* [Exercise aim]: From the line that contains "let state = execute_step(State::new(), &step, &renderer, &mut" to the last line of the records below, retype each line exactly; leave out everything else.

-- -- --

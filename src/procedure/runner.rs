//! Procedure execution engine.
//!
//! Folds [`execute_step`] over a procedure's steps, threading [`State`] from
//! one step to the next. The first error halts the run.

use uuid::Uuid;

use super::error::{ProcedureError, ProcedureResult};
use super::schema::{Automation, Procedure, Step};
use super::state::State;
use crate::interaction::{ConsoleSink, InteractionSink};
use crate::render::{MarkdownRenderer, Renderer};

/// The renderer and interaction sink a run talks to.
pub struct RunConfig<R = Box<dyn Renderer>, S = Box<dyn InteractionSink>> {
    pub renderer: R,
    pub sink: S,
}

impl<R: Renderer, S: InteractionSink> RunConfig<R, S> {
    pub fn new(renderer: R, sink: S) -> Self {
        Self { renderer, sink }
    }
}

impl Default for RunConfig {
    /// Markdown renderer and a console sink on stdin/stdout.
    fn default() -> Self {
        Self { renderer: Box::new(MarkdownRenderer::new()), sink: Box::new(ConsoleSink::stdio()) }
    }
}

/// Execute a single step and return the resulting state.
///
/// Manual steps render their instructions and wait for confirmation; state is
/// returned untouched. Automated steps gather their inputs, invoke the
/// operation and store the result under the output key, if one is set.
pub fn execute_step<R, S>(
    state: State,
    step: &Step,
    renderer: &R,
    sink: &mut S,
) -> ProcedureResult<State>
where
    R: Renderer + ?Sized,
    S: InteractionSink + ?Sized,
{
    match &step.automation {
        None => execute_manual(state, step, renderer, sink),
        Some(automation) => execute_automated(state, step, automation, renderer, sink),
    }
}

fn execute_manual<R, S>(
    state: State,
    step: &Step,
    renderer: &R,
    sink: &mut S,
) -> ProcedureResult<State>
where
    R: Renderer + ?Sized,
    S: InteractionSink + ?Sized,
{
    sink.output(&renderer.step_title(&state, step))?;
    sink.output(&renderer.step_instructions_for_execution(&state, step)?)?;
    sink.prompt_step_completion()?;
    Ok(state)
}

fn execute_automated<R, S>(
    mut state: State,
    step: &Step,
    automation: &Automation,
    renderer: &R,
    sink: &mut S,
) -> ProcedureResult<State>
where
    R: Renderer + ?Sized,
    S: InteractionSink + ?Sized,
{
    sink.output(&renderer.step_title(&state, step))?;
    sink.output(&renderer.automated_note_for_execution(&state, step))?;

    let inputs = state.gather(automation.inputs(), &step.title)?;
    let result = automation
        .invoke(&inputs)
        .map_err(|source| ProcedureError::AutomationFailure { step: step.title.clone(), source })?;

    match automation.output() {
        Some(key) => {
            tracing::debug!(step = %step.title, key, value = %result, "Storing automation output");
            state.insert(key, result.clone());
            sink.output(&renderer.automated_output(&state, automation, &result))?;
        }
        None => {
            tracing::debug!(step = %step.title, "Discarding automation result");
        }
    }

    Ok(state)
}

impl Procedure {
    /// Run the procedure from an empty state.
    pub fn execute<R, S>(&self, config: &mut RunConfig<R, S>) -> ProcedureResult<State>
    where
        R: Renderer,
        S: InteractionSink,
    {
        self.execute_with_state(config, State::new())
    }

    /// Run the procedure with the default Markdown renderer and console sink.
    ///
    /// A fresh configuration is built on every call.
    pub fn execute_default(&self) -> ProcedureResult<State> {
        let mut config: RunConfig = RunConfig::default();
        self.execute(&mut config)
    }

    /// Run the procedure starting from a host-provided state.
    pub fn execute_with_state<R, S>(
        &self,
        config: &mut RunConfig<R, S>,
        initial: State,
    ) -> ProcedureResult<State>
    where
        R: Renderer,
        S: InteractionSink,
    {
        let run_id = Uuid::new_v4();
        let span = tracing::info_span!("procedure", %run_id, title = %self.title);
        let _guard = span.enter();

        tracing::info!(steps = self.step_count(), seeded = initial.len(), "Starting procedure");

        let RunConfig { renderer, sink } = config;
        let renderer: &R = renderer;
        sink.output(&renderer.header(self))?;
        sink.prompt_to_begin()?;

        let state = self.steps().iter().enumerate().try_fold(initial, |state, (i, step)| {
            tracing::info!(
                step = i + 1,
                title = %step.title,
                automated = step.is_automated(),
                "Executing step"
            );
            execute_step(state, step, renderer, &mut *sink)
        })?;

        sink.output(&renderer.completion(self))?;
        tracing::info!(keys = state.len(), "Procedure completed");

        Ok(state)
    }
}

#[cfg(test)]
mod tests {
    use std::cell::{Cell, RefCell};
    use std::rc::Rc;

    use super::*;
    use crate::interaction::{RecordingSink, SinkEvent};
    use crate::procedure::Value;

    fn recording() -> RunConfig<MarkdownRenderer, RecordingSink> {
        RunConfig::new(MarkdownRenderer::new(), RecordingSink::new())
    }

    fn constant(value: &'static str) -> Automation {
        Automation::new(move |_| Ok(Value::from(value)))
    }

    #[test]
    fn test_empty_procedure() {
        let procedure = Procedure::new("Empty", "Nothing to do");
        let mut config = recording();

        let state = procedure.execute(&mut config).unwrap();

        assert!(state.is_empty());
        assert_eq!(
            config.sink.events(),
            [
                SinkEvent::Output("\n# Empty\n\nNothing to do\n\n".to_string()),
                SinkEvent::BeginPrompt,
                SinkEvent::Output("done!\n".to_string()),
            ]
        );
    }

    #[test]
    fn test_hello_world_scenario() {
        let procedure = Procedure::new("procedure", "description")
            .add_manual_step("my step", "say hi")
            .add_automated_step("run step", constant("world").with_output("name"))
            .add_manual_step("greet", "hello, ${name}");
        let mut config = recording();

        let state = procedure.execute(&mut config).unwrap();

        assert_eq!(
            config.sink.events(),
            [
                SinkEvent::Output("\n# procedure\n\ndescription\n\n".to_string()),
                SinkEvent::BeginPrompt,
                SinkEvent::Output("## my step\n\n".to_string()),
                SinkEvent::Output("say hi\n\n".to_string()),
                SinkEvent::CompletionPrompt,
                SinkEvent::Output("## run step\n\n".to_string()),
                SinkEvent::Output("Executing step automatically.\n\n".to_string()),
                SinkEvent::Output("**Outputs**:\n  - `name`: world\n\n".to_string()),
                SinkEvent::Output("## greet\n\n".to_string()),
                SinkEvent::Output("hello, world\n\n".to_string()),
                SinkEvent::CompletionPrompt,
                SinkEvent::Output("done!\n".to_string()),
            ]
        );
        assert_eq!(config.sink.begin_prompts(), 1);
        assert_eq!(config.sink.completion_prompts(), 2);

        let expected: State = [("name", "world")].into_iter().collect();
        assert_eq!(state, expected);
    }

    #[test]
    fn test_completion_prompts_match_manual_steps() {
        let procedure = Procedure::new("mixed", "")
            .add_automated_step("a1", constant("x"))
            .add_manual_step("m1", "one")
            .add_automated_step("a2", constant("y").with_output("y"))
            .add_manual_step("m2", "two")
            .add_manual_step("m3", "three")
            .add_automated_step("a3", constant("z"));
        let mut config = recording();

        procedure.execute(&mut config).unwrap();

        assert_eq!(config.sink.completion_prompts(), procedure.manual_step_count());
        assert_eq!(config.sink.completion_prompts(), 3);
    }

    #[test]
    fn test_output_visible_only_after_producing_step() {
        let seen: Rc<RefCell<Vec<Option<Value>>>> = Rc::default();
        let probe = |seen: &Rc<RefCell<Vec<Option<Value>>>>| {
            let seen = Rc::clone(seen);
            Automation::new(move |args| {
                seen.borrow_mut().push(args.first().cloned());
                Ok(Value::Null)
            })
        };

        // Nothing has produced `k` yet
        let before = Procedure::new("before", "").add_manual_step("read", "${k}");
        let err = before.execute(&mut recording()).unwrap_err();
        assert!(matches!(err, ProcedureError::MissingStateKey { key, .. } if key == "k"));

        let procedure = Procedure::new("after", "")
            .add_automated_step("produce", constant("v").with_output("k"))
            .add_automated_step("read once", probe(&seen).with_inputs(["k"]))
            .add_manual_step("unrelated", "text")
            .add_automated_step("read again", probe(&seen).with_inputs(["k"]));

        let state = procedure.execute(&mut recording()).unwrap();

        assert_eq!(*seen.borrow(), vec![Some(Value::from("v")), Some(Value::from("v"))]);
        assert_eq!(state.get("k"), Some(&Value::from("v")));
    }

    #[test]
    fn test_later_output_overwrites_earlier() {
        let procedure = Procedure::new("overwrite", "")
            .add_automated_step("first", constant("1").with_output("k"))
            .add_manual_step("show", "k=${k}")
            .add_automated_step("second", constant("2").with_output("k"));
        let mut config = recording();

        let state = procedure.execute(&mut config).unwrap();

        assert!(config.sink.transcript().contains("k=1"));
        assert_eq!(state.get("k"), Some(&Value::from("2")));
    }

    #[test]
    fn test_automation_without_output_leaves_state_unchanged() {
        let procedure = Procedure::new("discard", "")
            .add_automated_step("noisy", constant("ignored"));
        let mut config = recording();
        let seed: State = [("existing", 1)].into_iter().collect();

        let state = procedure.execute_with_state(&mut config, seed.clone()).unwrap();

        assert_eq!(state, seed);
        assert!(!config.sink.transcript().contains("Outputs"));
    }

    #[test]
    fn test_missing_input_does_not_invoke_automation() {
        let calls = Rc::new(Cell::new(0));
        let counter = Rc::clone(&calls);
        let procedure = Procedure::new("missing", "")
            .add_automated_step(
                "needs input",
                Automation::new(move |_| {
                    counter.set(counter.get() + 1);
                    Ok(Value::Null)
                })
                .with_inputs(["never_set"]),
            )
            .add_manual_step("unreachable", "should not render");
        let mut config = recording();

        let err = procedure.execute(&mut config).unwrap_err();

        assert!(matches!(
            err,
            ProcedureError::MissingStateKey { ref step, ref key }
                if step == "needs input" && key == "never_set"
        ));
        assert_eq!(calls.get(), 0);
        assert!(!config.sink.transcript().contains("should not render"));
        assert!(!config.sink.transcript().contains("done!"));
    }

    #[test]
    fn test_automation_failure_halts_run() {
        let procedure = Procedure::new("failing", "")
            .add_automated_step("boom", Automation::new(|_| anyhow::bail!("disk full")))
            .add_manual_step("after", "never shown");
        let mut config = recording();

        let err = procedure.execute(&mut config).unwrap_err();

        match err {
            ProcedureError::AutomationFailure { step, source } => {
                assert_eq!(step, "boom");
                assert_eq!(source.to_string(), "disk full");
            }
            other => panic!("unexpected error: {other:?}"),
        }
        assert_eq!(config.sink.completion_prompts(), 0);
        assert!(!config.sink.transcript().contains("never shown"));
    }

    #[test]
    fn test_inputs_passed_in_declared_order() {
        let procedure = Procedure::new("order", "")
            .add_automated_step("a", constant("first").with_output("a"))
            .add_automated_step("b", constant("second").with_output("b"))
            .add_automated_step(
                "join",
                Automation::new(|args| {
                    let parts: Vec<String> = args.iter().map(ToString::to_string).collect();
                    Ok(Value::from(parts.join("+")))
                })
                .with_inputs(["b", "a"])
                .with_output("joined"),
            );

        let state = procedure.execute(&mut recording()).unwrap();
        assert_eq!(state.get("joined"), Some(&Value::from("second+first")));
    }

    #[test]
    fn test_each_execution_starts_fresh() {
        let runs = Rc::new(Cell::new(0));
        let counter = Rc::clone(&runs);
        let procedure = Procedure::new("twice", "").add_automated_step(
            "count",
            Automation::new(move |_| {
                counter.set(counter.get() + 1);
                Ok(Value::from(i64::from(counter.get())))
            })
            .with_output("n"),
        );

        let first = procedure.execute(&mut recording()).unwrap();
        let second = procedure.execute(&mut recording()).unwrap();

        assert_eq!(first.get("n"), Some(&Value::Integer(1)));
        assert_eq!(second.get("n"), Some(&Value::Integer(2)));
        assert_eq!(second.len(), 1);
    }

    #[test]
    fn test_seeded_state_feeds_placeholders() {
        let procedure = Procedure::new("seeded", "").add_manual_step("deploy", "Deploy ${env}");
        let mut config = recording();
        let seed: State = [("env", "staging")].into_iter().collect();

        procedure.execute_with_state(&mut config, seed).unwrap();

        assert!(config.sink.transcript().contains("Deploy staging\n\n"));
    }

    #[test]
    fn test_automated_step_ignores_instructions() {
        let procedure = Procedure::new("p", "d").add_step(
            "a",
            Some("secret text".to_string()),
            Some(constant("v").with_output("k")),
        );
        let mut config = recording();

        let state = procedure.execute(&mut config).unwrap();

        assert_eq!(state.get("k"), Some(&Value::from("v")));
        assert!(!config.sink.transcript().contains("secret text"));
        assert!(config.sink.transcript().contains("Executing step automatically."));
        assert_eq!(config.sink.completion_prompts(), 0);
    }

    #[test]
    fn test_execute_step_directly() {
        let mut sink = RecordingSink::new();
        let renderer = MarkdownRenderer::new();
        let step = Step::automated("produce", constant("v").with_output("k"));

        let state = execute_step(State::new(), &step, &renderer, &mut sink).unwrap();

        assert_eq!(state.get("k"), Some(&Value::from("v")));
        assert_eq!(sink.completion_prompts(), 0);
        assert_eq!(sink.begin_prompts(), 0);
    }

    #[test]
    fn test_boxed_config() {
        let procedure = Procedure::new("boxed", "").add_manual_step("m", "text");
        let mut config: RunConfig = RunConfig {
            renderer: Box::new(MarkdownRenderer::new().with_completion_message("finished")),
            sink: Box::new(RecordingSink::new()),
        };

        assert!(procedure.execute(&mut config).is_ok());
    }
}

-- -- --

* [Answer space]:
        let state = execute_step(State::new(), &step, &renderer, &mut sink).unwrap();

        assert_eq!(state.get("k"), Some(&Value::from("v")));
        assert_eq!(sink.completion_prompts(), 0);
        assert_eq!(sink.begin_prompts(), 0);
    }

    #[test]
    fn test_boxed_config() {
        let procedure = Procedure::new("boxed", "").add_manual_step("m", "text");
        let mut config: RunConfig = RunConfig {
            renderer: Box::new(MarkdownRenderer::new().with_completion_message("finished")),
            sink: Box::new(RecordingSink::new()),
        };

        assert!(procedure.execute(&mut config).is_ok());
    }
}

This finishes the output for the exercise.